→ **WHAT YOU SHOULD DO**
Gather all lines in the entries below that include the word "BackendKind".

→ **DATA EXCERPTS**
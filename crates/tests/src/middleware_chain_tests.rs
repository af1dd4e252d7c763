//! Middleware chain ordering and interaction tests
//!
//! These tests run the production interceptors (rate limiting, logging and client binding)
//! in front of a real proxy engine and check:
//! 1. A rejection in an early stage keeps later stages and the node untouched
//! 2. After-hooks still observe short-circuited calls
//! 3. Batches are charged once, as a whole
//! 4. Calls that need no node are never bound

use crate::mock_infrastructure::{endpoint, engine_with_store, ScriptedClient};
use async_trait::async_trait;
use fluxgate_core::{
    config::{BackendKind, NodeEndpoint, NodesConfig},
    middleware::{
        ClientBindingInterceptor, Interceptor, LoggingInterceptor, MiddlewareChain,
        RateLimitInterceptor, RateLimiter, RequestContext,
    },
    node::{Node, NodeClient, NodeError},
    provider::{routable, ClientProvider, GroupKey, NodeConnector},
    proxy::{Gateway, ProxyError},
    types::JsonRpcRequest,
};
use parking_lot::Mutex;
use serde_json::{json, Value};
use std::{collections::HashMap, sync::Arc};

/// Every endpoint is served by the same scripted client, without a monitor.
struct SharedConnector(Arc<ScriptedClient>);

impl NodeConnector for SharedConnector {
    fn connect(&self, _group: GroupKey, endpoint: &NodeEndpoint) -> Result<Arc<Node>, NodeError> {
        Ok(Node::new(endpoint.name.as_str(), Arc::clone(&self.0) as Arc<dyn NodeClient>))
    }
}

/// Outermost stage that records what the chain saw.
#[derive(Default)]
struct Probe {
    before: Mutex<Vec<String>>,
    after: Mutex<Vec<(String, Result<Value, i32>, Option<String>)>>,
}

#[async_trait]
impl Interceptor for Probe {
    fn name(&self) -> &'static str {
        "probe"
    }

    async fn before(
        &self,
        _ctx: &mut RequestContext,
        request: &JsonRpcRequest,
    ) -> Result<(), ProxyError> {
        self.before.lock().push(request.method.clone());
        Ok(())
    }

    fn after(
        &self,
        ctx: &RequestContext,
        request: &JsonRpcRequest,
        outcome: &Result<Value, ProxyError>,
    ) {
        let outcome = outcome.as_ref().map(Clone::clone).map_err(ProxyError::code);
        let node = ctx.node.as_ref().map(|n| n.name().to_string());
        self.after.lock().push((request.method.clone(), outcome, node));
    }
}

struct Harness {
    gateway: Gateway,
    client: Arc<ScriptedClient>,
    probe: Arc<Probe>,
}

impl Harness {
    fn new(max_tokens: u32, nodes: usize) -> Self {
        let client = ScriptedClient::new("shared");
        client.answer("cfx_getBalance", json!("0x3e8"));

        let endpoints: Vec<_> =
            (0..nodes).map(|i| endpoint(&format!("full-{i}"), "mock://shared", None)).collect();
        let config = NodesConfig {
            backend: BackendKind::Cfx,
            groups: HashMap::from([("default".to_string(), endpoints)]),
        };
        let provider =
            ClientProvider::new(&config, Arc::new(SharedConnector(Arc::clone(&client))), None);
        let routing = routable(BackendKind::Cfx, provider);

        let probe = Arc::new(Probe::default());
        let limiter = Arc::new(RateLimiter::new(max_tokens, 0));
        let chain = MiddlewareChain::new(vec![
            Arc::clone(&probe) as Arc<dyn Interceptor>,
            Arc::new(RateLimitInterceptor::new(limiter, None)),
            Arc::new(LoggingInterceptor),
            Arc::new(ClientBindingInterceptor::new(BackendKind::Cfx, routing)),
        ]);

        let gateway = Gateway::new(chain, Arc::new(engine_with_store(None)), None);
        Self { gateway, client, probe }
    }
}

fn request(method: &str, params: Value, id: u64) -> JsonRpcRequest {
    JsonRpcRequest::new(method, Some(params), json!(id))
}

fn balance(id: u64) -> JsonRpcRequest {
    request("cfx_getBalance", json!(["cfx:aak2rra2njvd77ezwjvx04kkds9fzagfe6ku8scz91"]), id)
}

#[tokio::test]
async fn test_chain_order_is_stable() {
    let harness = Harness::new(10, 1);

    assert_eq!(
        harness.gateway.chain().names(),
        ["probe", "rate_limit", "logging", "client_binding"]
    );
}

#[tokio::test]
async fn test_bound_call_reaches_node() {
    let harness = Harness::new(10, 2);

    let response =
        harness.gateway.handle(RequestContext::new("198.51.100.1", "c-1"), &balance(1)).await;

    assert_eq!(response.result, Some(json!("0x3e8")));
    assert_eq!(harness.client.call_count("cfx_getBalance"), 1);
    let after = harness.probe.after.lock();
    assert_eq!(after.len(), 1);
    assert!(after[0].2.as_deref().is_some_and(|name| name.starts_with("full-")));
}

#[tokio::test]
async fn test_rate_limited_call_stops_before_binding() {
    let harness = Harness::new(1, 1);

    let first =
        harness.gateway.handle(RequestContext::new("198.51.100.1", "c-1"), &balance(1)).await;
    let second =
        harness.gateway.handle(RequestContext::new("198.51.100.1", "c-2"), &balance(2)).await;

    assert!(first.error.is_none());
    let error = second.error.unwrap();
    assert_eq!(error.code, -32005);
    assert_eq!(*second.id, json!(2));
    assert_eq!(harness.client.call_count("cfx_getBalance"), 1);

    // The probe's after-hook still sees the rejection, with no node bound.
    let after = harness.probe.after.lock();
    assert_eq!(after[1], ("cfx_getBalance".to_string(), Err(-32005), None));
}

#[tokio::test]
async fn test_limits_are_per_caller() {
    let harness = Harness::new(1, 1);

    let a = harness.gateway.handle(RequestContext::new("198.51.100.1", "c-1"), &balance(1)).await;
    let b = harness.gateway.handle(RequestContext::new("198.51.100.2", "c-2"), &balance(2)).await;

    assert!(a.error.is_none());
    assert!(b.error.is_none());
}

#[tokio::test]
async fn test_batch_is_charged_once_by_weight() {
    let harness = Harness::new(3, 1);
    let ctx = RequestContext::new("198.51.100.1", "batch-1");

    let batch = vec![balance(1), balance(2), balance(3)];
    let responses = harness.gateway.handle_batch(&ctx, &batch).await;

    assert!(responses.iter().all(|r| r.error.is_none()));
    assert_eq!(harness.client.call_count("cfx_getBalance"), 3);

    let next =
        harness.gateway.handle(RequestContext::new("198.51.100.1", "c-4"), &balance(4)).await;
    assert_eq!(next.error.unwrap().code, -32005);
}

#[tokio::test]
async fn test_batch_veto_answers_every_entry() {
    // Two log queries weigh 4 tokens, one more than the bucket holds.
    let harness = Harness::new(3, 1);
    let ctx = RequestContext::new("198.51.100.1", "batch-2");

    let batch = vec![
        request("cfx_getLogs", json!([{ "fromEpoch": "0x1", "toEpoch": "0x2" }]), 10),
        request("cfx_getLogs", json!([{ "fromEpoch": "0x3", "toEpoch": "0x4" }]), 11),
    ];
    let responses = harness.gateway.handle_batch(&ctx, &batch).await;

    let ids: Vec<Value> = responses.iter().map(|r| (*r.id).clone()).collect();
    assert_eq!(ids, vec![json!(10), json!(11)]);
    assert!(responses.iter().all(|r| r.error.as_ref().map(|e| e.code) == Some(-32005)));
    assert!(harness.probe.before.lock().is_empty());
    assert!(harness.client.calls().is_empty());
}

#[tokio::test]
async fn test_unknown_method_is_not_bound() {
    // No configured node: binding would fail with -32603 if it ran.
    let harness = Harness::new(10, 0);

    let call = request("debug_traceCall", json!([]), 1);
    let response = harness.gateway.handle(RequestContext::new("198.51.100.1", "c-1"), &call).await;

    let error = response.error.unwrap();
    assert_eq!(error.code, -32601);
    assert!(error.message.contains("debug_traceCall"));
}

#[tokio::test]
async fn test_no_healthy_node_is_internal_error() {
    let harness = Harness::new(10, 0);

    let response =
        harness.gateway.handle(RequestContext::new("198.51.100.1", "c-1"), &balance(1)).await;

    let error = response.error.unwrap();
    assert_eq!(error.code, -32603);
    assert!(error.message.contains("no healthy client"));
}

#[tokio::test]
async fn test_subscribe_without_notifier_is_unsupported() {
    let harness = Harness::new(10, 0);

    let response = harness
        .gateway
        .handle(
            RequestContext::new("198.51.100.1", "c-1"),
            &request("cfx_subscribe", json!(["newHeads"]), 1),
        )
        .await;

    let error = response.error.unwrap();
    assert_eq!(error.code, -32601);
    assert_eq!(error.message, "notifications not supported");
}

→ **TASK SOLUTION**
    config::{BackendKind, NodeEndpoint, NodesConfig},
            backend: BackendKind::Cfx,
        let routing = routable(BackendKind::Cfx, provider);
            Arc::new(ClientBindingInterceptor::new(BackendKind::Cfx, routing)),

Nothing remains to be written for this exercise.